Analysis of Na+/Ca2+ exchanger (NCX) function and current in murine cardiac myocytes during heart failure

Na+/Ca2+ exchanger (NCX) plays important roles in cardiac electrical activity and calcium homeostasis. NCX current (I-NCX) shows transmural gradient across left ventricle in many species. Previous studies demonstrated that NCX expression was increased and transmural gradient of I-NCX was disrupted in failing heart, but the mechanisms underlying I-NCX remodeling still remain unknown. In present study, we used patch clamp technique to record I-NCX from subepicardial (EPI) myocytes and subendocardial (ENDO) myocytes isolated from sham operation (SO) mice and heart failure (HF) mice. Our results showed that I-NCX was higher in normal EPI cells compared with that in ENDO, whatever for forward mode or reverse mode.

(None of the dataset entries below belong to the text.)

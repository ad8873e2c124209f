//! Per-state servicing of a client connection that is not yet established

use tracing::{debug, info, warn};

use super::{proxy, socks};
use crate::conn::{ConnId, LrsState, PendingTimeout, RoleTag};
use crate::error::{Error, Result};
use crate::headers::{HdrToken, ParserState};
use crate::protocol::ParseOutcome;
use crate::role::H2;
use crate::service::{RawRead, Worker};
use crate::transport::Interest;

/// Largest SOCKS5 reply the negotiation reads at once
const SOCKS_REPLY_MAX: usize = 64;

impl Worker {
    /// Service the client `id` for `revents` according to its state.
    ///
    /// `host` is set when a queued waiter is being serviced on its host's
    /// event; the waiter's handshake then goes out on the host's socket.
    ///
    /// # Errors
    ///
    /// Any error means the connection was reported and closed.
    pub fn client_socket_service(&mut self, id: ConnId, revents: Interest, host: Option<ConnId>) -> Result<()> {
        let conn = self.conns.get(id).ok_or(Error::Closed)?;

        if revents.contains(Interest::POLLOUT) && conn.client.keepalive_active && !conn.client.txn_queue.is_empty() {
            return self.service_queued_handshake(id, revents);
        }

        let result = match conn.state {
            LrsState::WaitingConnect => self.connect_2(id).map(|_| ()),
            LrsState::WaitingSocksGreetingReply
            | LrsState::WaitingSocksAuthReply
            | LrsState::WaitingSocksConnectReply => self.service_socks_reply(id, revents),
            LrsState::WaitingProxyReply => self.service_proxy_reply(id, revents),
            LrsState::IssueHandshake => self.issue_handshake(id, host),
            LrsState::IssueHandshake2 => self.issue_handshake2(id, host),
            LrsState::IssueHttpBody => {
                if self.conns.get(id).is_some_and(|c| c.client.http_body_pending) {
                    let secs = self.config.timeout_secs;
                    self.set_timeout(id, PendingTimeout::ClientIssuePayload, secs);
                    Ok(())
                } else {
                    self.client_http_body_sent(id);
                    Ok(())
                }
            }
            LrsState::WaitingServerReply => self.service_server_reply(id, revents),
            _ => Ok(()),
        };

        if let Err(err) = &result {
            // connect_2 and its helpers tear down on their own
            if self.contains(id) {
                info!(conn = %id, reason = err.diagnostic(), "closing client during setup");
                let msg = err.diagnostic().to_owned();
                self.client_connection_error(id, &msg);
                self.close_free(id, &msg);
            }
        }
        result
    }

    /// The host is writable: let the oldest waiter ready to send headers
    /// write them on the host's socket.
    fn service_queued_handshake(&mut self, id: ConnId, revents: Interest) -> Result<()> {
        let waiter = self.conns.get(id).and_then(|host| {
            host.client
                .txn_queue
                .iter()
                .copied()
                .find(|w| self.conns.get(*w).is_some_and(|c| c.state == LrsState::IssueHandshake2))
        });
        if let Some(waiter) = waiter {
            debug!(conn = %id, waiter = %waiter, "sending queued headers");
            if let Err(err) = self.client_socket_service(waiter, revents, Some(id)) {
                debug!(conn = %waiter, error = %err, "queued handshake failed");
            }
            self.callback_on_writable(id)?;
        }
        Ok(())
    }

    fn service_socks_reply(&mut self, id: ConnId, revents: Interest) -> Result<()> {
        if revents.contains(Interest::POLLHUP) {
            warn!(conn = %id, "socks connection dead");
            return Err(Error::proxy("socks connection dead"));
        }
        let reply = match self.read_or_use_preamble(id, SOCKS_REPLY_MAX) {
            RawRead::Data(bytes) => bytes,
            RawRead::Again => {
                debug!(conn = %id, "socks read again, retrying");
                return Ok(());
            }
            RawRead::Nothing | RawRead::Failed => return Err(Error::proxy("socks read failed")),
        };
        let state = self.conns.get(id).ok_or(Error::Closed)?.state;
        let outcome = self.socks_step(id, state, &reply);
        self.restore_serv_buf(reply);
        outcome
    }

    fn socks_step(&mut self, id: ConnId, state: LrsState, reply: &[u8]) -> Result<()> {
        let next = match state {
            LrsState::WaitingSocksGreetingReply => match socks::parse_greeting_reply(reply) {
                Some(socks::GreetingChoice::NoAuth) => {
                    debug!(conn = %id, "socks: no auth");
                    None
                }
                Some(socks::GreetingChoice::UsernamePassword) => {
                    debug!(conn = %id, "socks: user/password");
                    let vhost = std::sync::Arc::clone(&self.conns.get(id).ok_or(Error::Closed)?.vhost);
                    let msg = vhost
                        .config()
                        .socks_proxy
                        .as_ref()
                        .and_then(|cfg| socks::username_password(&cfg.auth))
                        .ok_or(Error::proxy("socks reply"))?;
                    Some((msg, LrsState::WaitingSocksAuthReply, PendingTimeout::AwaitingSocksAuthReply))
                }
                None => return Err(socks_reply_fail(id, reply)),
            },
            LrsState::WaitingSocksAuthReply => {
                if !socks::auth_accepted(reply) {
                    return Err(socks_reply_fail(id, reply));
                }
                debug!(conn = %id, "socks password ok, sending connect");
                None
            }
            LrsState::WaitingSocksConnectReply => {
                if !socks::connect_accepted(reply) {
                    return Err(socks_reply_fail(id, reply));
                }
                info!(conn = %id, "socks connect ok");
                if let Some(conn) = self.conns.get_mut(id) {
                    conn.client.stash = None;
                }
                self.clear_timeout(id);
                return self.send_handshake(id).map(|_| ());
            }
            _ => return Ok(()),
        };

        let (msg, state, timeout) = match next {
            Some(step) => step,
            None => {
                let (domain, port) = {
                    let conn = self.conns.get(id).ok_or(Error::Closed)?;
                    let domain = self
                        .header_table_of(id)
                        .and_then(|ah| ah.get(HdrToken::ClientPeerAddress))
                        .map(str::to_owned)
                        .ok_or(Error::proxy("socks reply"))?;
                    (domain, conn.client.c_port)
                };
                let msg = socks::connect_request(&domain, port).ok_or(Error::proxy("socks reply"))?;
                (msg, LrsState::WaitingSocksConnectReply, PendingTimeout::AwaitingSocksConnectReply)
            }
        };
        self.socks_send(id, &msg)?;
        let secs = self.config.awaiting_timeout_secs;
        self.set_timeout(id, timeout, secs);
        if let Some(conn) = self.conns.get_mut(id) {
            conn.set_state(state);
        }
        Ok(())
    }

    fn service_proxy_reply(&mut self, id: ConnId, revents: Interest) -> Result<()> {
        if revents.contains(Interest::POLLHUP) {
            warn!(conn = %id, "proxy connection dead");
            return Err(Error::proxy("proxy connection dead"));
        }
        let cap = self.config.pt_serv_buf_size;
        let reply = match self.read_or_use_preamble(id, cap) {
            RawRead::Data(bytes) => bytes,
            RawRead::Again => {
                debug!(conn = %id, "proxy read again, retrying");
                return Ok(());
            }
            RawRead::Nothing | RawRead::Failed => return Err(Error::proxy("proxy read failed")),
        };
        let accepted = proxy::reply_accepted(&reply);
        if !accepted {
            let head = String::from_utf8_lossy(&reply[..reply.len().min(13)]).into_owned();
            warn!(conn = %id, reply = %head, "proxy refused CONNECT");
        }
        self.restore_serv_buf(reply);
        if !accepted {
            return Err(Error::proxy("proxy reply"));
        }
        self.clear_timeout(id);
        self.send_handshake(id).map(|_| ())
    }

    /// Connected end to end. An h2 transport becomes a network connection
    /// and sends its preface; anything else goes on to the HTTP/1 request.
    fn issue_handshake(&mut self, id: ConnId, host: Option<ConnId>) -> Result<()> {
        self.change_pollfd(id, Interest::POLLOUT, Interest::NONE)?;

        let negotiated_h2 = self
            .conns
            .get(id)
            .and_then(|c| c.socket.as_ref())
            .is_some_and(|s| s.negotiated_h2());
        if negotiated_h2 {
            info!(conn = %id, "client connection upgraded to h2");
            let preface = {
                let conn = self.conns.get_mut(id).ok_or(Error::Closed)?;
                conn.h2.client_h2_alpn = true;
                conn.role_transition(RoleTag::H2Client, LrsState::H2ClientSendSettings, &H2);
                conn.configure_h2_network(false);
                self.codec.h2_preface(conn)
            };
            self.issue_raw(id, &preface)
                .map_err(|_| Error::protocol("error sending h2 preface"))?;
            if let Some(conn) = self.conns.get_mut(id) {
                conn.set_state(LrsState::H2WaitingToSendHeaders);
            }
            self.clear_timeout(id);
            return self.callback_on_writable(id);
        }

        if let Some(conn) = self.conns.get_mut(id) {
            conn.set_state(LrsState::IssueHandshake2);
        }
        let secs = self.config.timeout_secs;
        self.set_timeout(id, PendingTimeout::AwaitingClientHsSend, secs);
        self.issue_handshake2(id, host)
    }

    /// Write the request headers, on the host's socket when queued
    fn issue_handshake2(&mut self, id: ConnId, host: Option<ConnId>) -> Result<()> {
        let master = host.unwrap_or_else(|| self.client_wsi_master(id));
        if master != id && host.is_none() {
            // waiters write when their host is writable
            return self.callback_on_writable(master);
        }

        let request = {
            let conn = self.conns.get(id).ok_or(Error::Closed)?;
            let ah = conn.ah.and_then(|ah| self.ah_pool.get(ah));
            match ah {
                Some(ah) => self.codec.client_handshake(conn, ah),
                None => None,
            }
        };
        let Some(request) = request else {
            warn!(conn = %id, "failed to generate handshake");
            return Err(Error::protocol("chs"));
        };

        debug!(conn = %id, master = %master, len = request.len(), "sending headers");
        self.issue_raw(master, &request).map_err(|_| Error::connect("cws"))?;

        if self.conns.get(id).is_some_and(|c| c.client.http_body_pending) {
            if let Some(conn) = self.conns.get_mut(id) {
                conn.set_state(LrsState::IssueHttpBody);
            }
            let secs = self.config.timeout_secs;
            self.set_timeout(id, PendingTimeout::ClientIssuePayload, secs);
            // the user asks for writable callbacks to send the body
            return Ok(());
        }

        self.callback_on_writable(master)?;
        self.client_http_body_sent(id);
        Ok(())
    }

    /// Request and body are out: get ready to parse the response
    pub(crate) fn client_http_body_sent(&mut self, id: ConnId) {
        if let Some(ah) = self.header_table_of_mut(id) {
            ah.set_parser_state(ParserState::NamePart);
        }
        if let Some(conn) = self.conns.get_mut(id) {
            conn.set_state(LrsState::WaitingServerReply);
            conn.hdr_parsing_completed = false;
        }
        let secs = self.config.timeout_secs;
        self.set_timeout(id, PendingTimeout::AwaitingServerResponse, secs);
    }

    fn service_server_reply(&mut self, id: ConnId, revents: Interest) -> Result<()> {
        if revents & (Interest::POLLIN | Interest::POLLHUP) == Interest::POLLHUP {
            debug!(conn = %id, "server connection dead");
            return Err(Error::connect("Peer hung up"));
        }
        if !revents.contains(Interest::POLLIN) {
            return Ok(());
        }

        if self.conns.get(id).is_some_and(|c| c.ah.is_none()) {
            if let crate::headers::Attach::Queued = self.ah_attach(id) {
                return Ok(());
            }
        }

        let cap = self.config.ah_rx_size;
        let bytes = match self.read_or_use_preamble(id, cap) {
            RawRead::Data(bytes) => bytes,
            RawRead::Again => return Ok(()),
            RawRead::Nothing | RawRead::Failed => return Err(Error::connect("read failed")),
        };

        let outcome = self.codec_read_h1(id, &bytes);
        let result = match outcome {
            ParseOutcome::Closed => Err(Error::protocol("problems parsing header")),
            ParseOutcome::Consumed(n) => {
                if n < bytes.len() {
                    debug!(conn = %id, kept = bytes.len() - n, "bytes past the response head");
                    self.conns.get_mut(id).ok_or(Error::Closed)?.flow.unread(&bytes[n..]);
                    self.apply_rx_flow(id);
                }
                Ok(())
            }
        };
        self.restore_serv_buf(bytes);
        result?;

        // headers may still be arriving; the response timeout covers that
        if !self.conns.get(id).is_some_and(|c| c.hdr_parsing_completed) {
            return Ok(());
        }
        self.interpret_server_response(id)
    }
}

fn socks_reply_fail(id: ConnId, reply: &[u8]) -> Error {
    warn!(
        conn = %id,
        version = reply.first().copied().unwrap_or_default(),
        code = reply.get(1).copied().unwrap_or_default(),
        "socks reply"
    );
    Error::proxy("socks reply")
}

In HF group, I-NCX was significantly up-regulated, but EPI-ENDO difference was disrupted because of a more increase of I-NCX in ENDO myocytes. In order to explore the molecular mechanism underlying remodeling of I-NCX in failing heart, we detected the protein expression of NCX1 and Ca2+/calmodulin-dependent protein kinase II (CaMKII) by Western blot. We found that CaMKII activity was dramatically enhanced and parallel with the expression of NCX1 in failing heart. Our study demonstrated that transmural gradient of I-NCX existed in murine left ventricle, and increased activity of CaMKII should account for I-NCX remodeling in failing heart.